Exercise instructions: What lines in the following entries hold the word "catalog"? Copy each one.

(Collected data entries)
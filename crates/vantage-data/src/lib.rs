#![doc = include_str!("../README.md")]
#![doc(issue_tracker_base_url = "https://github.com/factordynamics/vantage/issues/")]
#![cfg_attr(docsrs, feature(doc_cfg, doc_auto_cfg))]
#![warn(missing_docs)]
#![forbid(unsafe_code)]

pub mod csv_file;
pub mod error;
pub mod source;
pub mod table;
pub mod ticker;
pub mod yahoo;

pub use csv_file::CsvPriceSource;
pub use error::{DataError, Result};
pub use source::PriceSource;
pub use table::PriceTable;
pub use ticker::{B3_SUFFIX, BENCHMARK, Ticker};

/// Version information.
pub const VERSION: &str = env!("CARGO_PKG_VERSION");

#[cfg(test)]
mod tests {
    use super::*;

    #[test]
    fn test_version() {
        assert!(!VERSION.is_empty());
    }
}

---

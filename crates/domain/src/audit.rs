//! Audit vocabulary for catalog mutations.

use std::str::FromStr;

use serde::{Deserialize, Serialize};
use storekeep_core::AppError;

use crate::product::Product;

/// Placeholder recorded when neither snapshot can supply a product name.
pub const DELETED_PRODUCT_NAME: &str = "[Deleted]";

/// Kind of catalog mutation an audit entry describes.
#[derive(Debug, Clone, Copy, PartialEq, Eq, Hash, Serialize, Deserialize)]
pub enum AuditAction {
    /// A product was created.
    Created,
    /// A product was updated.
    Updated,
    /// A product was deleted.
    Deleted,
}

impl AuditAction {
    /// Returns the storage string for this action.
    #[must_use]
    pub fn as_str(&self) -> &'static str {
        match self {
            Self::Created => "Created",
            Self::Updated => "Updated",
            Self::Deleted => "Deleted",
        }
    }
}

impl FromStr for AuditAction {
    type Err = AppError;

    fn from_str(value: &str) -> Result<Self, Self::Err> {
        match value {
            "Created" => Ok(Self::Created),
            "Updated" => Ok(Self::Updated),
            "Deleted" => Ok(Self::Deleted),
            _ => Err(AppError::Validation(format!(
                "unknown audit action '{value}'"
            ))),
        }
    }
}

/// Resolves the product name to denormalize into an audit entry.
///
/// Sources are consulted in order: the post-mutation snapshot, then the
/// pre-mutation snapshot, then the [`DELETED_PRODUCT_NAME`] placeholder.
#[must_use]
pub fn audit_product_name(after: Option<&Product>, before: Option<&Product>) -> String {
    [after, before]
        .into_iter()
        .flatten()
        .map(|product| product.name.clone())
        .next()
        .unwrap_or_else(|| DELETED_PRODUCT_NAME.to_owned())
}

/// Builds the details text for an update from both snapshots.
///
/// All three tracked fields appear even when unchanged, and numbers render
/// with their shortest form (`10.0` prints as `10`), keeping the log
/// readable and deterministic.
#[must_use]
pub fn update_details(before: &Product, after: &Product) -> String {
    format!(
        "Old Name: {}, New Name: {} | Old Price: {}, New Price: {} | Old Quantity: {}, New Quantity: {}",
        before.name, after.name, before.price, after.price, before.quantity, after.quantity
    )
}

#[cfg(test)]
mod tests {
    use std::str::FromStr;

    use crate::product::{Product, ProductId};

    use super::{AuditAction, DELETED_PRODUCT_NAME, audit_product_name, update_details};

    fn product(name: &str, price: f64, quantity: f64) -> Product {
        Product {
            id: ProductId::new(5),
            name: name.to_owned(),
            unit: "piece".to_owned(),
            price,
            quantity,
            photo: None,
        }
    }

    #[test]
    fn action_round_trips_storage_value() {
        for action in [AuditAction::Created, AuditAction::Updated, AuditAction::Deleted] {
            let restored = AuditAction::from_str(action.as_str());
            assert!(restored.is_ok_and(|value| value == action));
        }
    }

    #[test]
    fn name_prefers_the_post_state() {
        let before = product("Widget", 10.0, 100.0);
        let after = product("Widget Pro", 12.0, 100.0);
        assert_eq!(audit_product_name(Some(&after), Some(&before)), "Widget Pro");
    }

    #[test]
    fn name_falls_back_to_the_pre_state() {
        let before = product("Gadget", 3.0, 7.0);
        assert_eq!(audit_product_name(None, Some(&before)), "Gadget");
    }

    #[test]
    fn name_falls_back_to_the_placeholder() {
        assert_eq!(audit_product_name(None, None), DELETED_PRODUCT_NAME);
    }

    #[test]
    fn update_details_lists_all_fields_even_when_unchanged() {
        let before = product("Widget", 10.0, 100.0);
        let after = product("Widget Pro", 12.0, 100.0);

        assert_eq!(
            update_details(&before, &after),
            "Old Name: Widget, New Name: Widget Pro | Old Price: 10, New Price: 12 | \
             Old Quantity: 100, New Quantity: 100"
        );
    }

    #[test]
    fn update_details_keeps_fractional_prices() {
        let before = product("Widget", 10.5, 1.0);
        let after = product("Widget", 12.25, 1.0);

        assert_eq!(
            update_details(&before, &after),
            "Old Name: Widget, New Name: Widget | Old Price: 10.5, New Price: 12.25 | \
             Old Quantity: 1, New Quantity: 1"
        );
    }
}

Completed exercise:
//! Audit vocabulary for catalog mutations.
/// Kind of catalog mutation an audit entry describes.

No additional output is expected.